▸ THE TASK
Extract, unchanged, each line of the listing below from its first line through the line that contains "pub trait SpeechSynthesizer: Provider", inclusive, and nothing else.

▸ MATERIAL FOR THE TASK
□ □ □ □ □ □ □

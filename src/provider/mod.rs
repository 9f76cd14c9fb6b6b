//! Ordered fallback over interchangeable external backends.
//!
//! Text generation and speech synthesis are both "capabilities" served by a
//! priority-ordered list of providers. A [`FallbackChain`] tries them one at
//! a time, each under its own deadline, and the first success wins. Provider
//! errors never leave this layer except as [`ReelcutError::ProvidersExhausted`],
//! which callers usually turn into a fixed fallback payload via
//! [`FallbackChain::attempt_or`].

mod speech;
mod text;

pub use speech::{EdgeTtsSynthesizer, OpenAiSpeechSynthesizer};
pub use text::OpenAiCompatibleGenerator;

use crate::config::{Settings, SpeechEngine};
use crate::error::{ReelcutError, Result};
use async_trait::async_trait;
use std::future::Future;
use std::path::Path;
use std::sync::Arc;
use std::time::Duration;
use tracing::{debug, info, warn};

/// Anything that can sit in a fallback chain.
pub trait Provider: Send + Sync {
    fn name(&self) -> &str;
}

/// Text-generation oracle: prompt in, unstructured text out.
#[async_trait]
pub trait TextGenerator: Provider {
    async fn generate(&self, system: &str, user: &str) -> Result<String>;
}

/// Speech-synthesis oracle: renders `text` into an audio file at `output`.
#[async_trait]
pub trait SpeechSynthesizer: Provider {
    async fn speak(&self, text: &str, output: &Path) -> Result<()>;
}

/// Which provider produced a value.
#[derive(Debug, Clone, PartialEq, Eq)]
pub enum ResolvedBy {
    Provider(String),
    /// Every provider failed and the fixed default was used.
    Fallback,
}

impl std::fmt::Display for ResolvedBy {
    fn fmt(&self, f: &mut std::fmt::Formatter<'_>) -> std::fmt::Result {
        match self {
            ResolvedBy::Provider(name) => write!(f, "{}", name),
            ResolvedBy::Fallback => write!(f, "fallback"),
        }
    }
}

/// A value plus where it came from.
#[derive(Debug, Clone)]
pub struct Resolved<T> {
    pub value: T,
    pub source: ResolvedBy,
}

impl<T> Resolved<T> {
    pub fn is_fallback(&self) -> bool {
        self.source == ResolvedBy::Fallback
    }
}

/// Priority-ordered providers for one capability.
pub struct FallbackChain<P: ?Sized> {
    providers: Vec<Arc<P>>,
    timeout: Duration,
}

impl<P: ?Sized> Clone for FallbackChain<P> {
    fn clone(&self) -> Self {
        Self {
            providers: self.providers.clone(),
            timeout: self.timeout,
        }
    }
}

impl<P: ?Sized + Provider> FallbackChain<P> {
    pub fn new(providers: Vec<Arc<P>>, timeout: Duration) -> Self {
        Self { providers, timeout }
    }

    pub fn empty(timeout: Duration) -> Self {
        Self::new(Vec::new(), timeout)
    }

    pub fn is_empty(&self) -> bool {
        self.providers.is_empty()
    }

    pub fn len(&self) -> usize {
        self.providers.len()
    }

    pub fn names(&self) -> Vec<String> {
        self.providers.iter().map(|p| p.name().to_string()).collect()
    }

    /// Run `f` against each provider in order until one succeeds.
    ///
    /// Errors and timeouts advance to the next provider. Cancellation is the
    /// exception and is returned immediately.
    pub async fn attempt<T, F, Fut>(&self, capability: &str, mut f: F) -> Result<Resolved<T>>
    where
        F: FnMut(Arc<P>) -> Fut,
        Fut: Future<Output = Result<T>>,
    {
        let mut attempts = Vec::with_capacity(self.providers.len());

        for provider in &self.providers {
            let name = provider.name().to_string();
            debug!(capability, provider = %name, "Trying provider");

            match tokio::time::timeout(self.timeout, f(Arc::clone(provider))).await {
                Ok(Ok(value)) => {
                    debug!(capability, provider = %name, "Provider succeeded");
                    return Ok(Resolved {
                        value,
                        source: ResolvedBy::Provider(name),
                    });
                }
                Ok(Err(ReelcutError::Cancelled)) => return Err(ReelcutError::Cancelled),
                Ok(Err(e)) => {
                    warn!(capability, provider = %name, "Provider failed: {}", e);
                    attempts.push(format!("{}: {}", name, e));
                }
                Err(_) => {
                    warn!(
                        capability,
                        provider = %name,
                        "Provider timed out after {}s",
                        self.timeout.as_secs()
                    );
                    attempts.push(format!("{}: timed out", name));
                }
            }
        }

        if attempts.is_empty() {
            attempts.push("no provider configured".to_string());
        }

        Err(ReelcutError::ProvidersExhausted {
            capability: capability.to_string(),
            attempts,
        })
    }

    /// Like [`attempt`](Self::attempt), but exhaustion yields `fallback()`.
    pub async fn attempt_or<T, F, Fut, D>(&self, capability: &str, f: F, fallback: D) -> Resolved<T>
    where
        F: FnMut(Arc<P>) -> Fut,
        Fut: Future<Output = Result<T>>,
        D: FnOnce() -> T,
    {
        match self.attempt(capability, f).await {
            Ok(resolved) => resolved,
            Err(e) => {
                info!(capability, "Using fallback payload: {}", e);
                Resolved {
                    value: fallback(),
                    source: ResolvedBy::Fallback,
                }
            }
        }
    }
}

impl FallbackChain<dyn TextGenerator> {
    /// Generate raw text with the first provider that answers.
    pub async fn generate(&self, system: &str, user: &str) -> Result<Resolved<String>> {
        self.attempt("text generation", |p| async move { p.generate(system, user).await })
            .await
    }
}

/// Build the text chain from configured providers whose API key is set.
///
/// `only` restricts the chain to a single named provider.
pub fn build_text_chain(settings: &Settings, only: Option<&str>) -> FallbackChain<dyn TextGenerator> {
    let timeout = Duration::from_secs(settings.providers.timeout_secs);
    let mut providers: Vec<Arc<dyn TextGenerator>> = Vec::new();

    for provider in &settings.providers.text {
        if let Some(only) = only {
            if !provider.name.eq_ignore_ascii_case(only) {
                continue;
            }
        }

        let Some(key) = provider.api_key() else {
            debug!(provider = %provider.name, env = %provider.api_key_env, "API key not set, skipping");
            continue;
        };

        match OpenAiCompatibleGenerator::new(provider, &key, timeout) {
            Ok(generator) => providers.push(Arc::new(generator)),
            Err(e) => warn!(provider = %provider.name, "Could not configure provider: {}", e),
        }
    }

    FallbackChain::new(providers, timeout)
}

fn speech_provider(
    engine: SpeechEngine,
    voice: &str,
    rate: &str,
) -> Option<Arc<dyn SpeechSynthesizer>> {
    match engine {
        SpeechEngine::Edge => Some(Arc::new(EdgeTtsSynthesizer::new(voice, rate))),
        SpeechEngine::OpenAi => match std::env::var("OPENAI_API_KEY") {
            Ok(key) if !key.trim().is_empty() => match OpenAiSpeechSynthesizer::new(&key, voice) {
                Ok(s) => Some(Arc::new(s)),
                Err(e) => {
                    warn!("Could not configure OpenAI speech: {}", e);
                    None
                }
            },
            _ => {
                warn!("OPENAI_API_KEY not set, skipping OpenAI speech");
                None
            }
        },
    }
}

/// Primary voice first, then the designated fallback voice.
pub fn build_speech_chain(settings: &Settings) -> FallbackChain<dyn SpeechSynthesizer> {
    let narration = &settings.narration;
    let timeout = Duration::from_secs(settings.providers.timeout_secs);

    let providers = [
        speech_provider(narration.engine, &narration.voice, &narration.rate),
        speech_provider(narration.fallback_engine, &narration.fallback_voice, &narration.rate),
    ]
    .into_iter()
    .flatten()
    .collect();

    FallbackChain::new(providers, timeout)
}

#[cfg(test)]
pub(crate) mod testing {
    //! In-memory providers for tests.

    use super::*;
    use std::sync::atomic::{AtomicUsize, Ordering};

    /// Replies with a fixed answer, or fails, and counts calls.
    pub struct ScriptedText {
        pub name: String,
        pub reply: Option<String>,
        pub delay: Option<Duration>,
        pub calls: AtomicUsize,
    }

    impl ScriptedText {
        pub fn ok(name: &str, reply: &str) -> Arc<Self> {
            Arc::new(Self {
                name: name.to_string(),
                reply: Some(reply.to_string()),
                delay: None,
                calls: AtomicUsize::new(0),
            })
        }

        pub fn failing(name: &str) -> Arc<Self> {
            Arc::new(Self {
                name: name.to_string(),
                reply: None,
                delay: None,
                calls: AtomicUsize::new(0),
            })
        }

        pub fn slow(name: &str, delay: Duration) -> Arc<Self> {
            Arc::new(Self {
                name: name.to_string(),
                reply: Some("{}".to_string()),
                delay: Some(delay),
                calls: AtomicUsize::new(0),
            })
        }

        pub fn calls(&self) -> usize {
            self.calls.load(Ordering::SeqCst)
        }
    }

    impl Provider for ScriptedText {
        fn name(&self) -> &str {
            &self.name
        }
    }

    #[async_trait]
    impl TextGenerator for ScriptedText {
        async fn generate(&self, _system: &str, _user: &str) -> Result<String> {
            self.calls.fetch_add(1, Ordering::SeqCst);
            if let Some(delay) = self.delay {
                tokio::time::sleep(delay).await;
            }
            self.reply
                .clone()
                .ok_or_else(|| ReelcutError::provider(&self.name, "rate limited"))
        }
    }

    /// Writes a placeholder clip, failing for any text containing `fail_on`.
    pub struct ScriptedSpeech {
        pub name: String,
        pub fail_on: Option<String>,
        pub calls: AtomicUsize,
    }

    impl ScriptedSpeech {
        pub fn ok(name: &str) -> Arc<Self> {
            Arc::new(Self {
                name: name.to_string(),
                fail_on: None,
                calls: AtomicUsize::new(0),
            })
        }

        pub fn failing_on(name: &str, marker: &str) -> Arc<Self> {
            Arc::new(Self {
                name: name.to_string(),
                fail_on: Some(marker.to_string()),
                calls: AtomicUsize::new(0),
            })
        }

        pub fn calls(&self) -> usize {
            self.calls.load(Ordering::SeqCst)
        }
    }

    impl Provider for ScriptedSpeech {
        fn name(&self) -> &str {
            &self.name
        }
    }

    #[async_trait]
    impl SpeechSynthesizer for ScriptedSpeech {
        async fn speak(&self, text: &str, output: &Path) -> Result<()> {
            self.calls.fetch_add(1, Ordering::SeqCst);
            if let Some(marker) = &self.fail_on {
                if text.contains(marker.as_str()) {
                    return Err(ReelcutError::provider(&self.name, "voice rejected input"));
                }
            }
            if let Some(parent) = output.parent() {
                tokio::fs::create_dir_all(parent).await?;
            }
            tokio::fs::write(output, b"audio").await?;
            Ok(())
        }
    }

    pub fn speech_chain(providers: Vec<Arc<ScriptedSpeech>>) -> FallbackChain<dyn SpeechSynthesizer> {
        let providers = providers
            .into_iter()
            .map(|p| p as Arc<dyn SpeechSynthesizer>)
            .collect();
        FallbackChain::new(providers, Duration::from_secs(5))
    }

    pub fn text_chain(providers: Vec<Arc<ScriptedText>>) -> FallbackChain<dyn TextGenerator> {
        let providers = providers
            .into_iter()
            .map(|p| p as Arc<dyn TextGenerator>)
            .collect();
        FallbackChain::new(providers, Duration::from_secs(5))
    }
}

□ □ □ □ □ □ □

▸ ANSWER TO THIS TASK
filename src/provider/mod.rs
repository 9f76cd14c9fb6b6b
//! Ordered fallback over interchangeable external backends.
//!
//! Text generation and speech synthesis are both "capabilities" served by a
//! priority-ordered list of providers. A [`FallbackChain`] tries them one at
//! a time, each under its own deadline, and the first success wins. Provider
//! errors never leave this layer except as [`ReelcutError::ProvidersExhausted`],
//! which callers usually turn into a fixed fallback payload via
//! [`FallbackChain::attempt_or`].

mod speech;
mod text;

pub use speech::{EdgeTtsSynthesizer, OpenAiSpeechSynthesizer};
pub use text::OpenAiCompatibleGenerator;

use crate::config::{Settings, SpeechEngine};
use crate::error::{ReelcutError, Result};
use async_trait::async_trait;
use std::future::Future;
use std::path::Path;
use std::sync::Arc;
use std::time::Duration;
use tracing::{debug, info, warn};

/// Anything that can sit in a fallback chain.
pub trait Provider: Send + Sync {
    fn name(&self) -> &str;
}

/// Text-generation oracle: prompt in, unstructured text out.
#[async_trait]
pub trait TextGenerator: Provider {
    async fn generate(&self, system: &str, user: &str) -> Result<String>;
}

/// Speech-synthesis oracle: renders `text` into an audio file at `output`.
#[async_trait]
pub trait SpeechSynthesizer: Provider {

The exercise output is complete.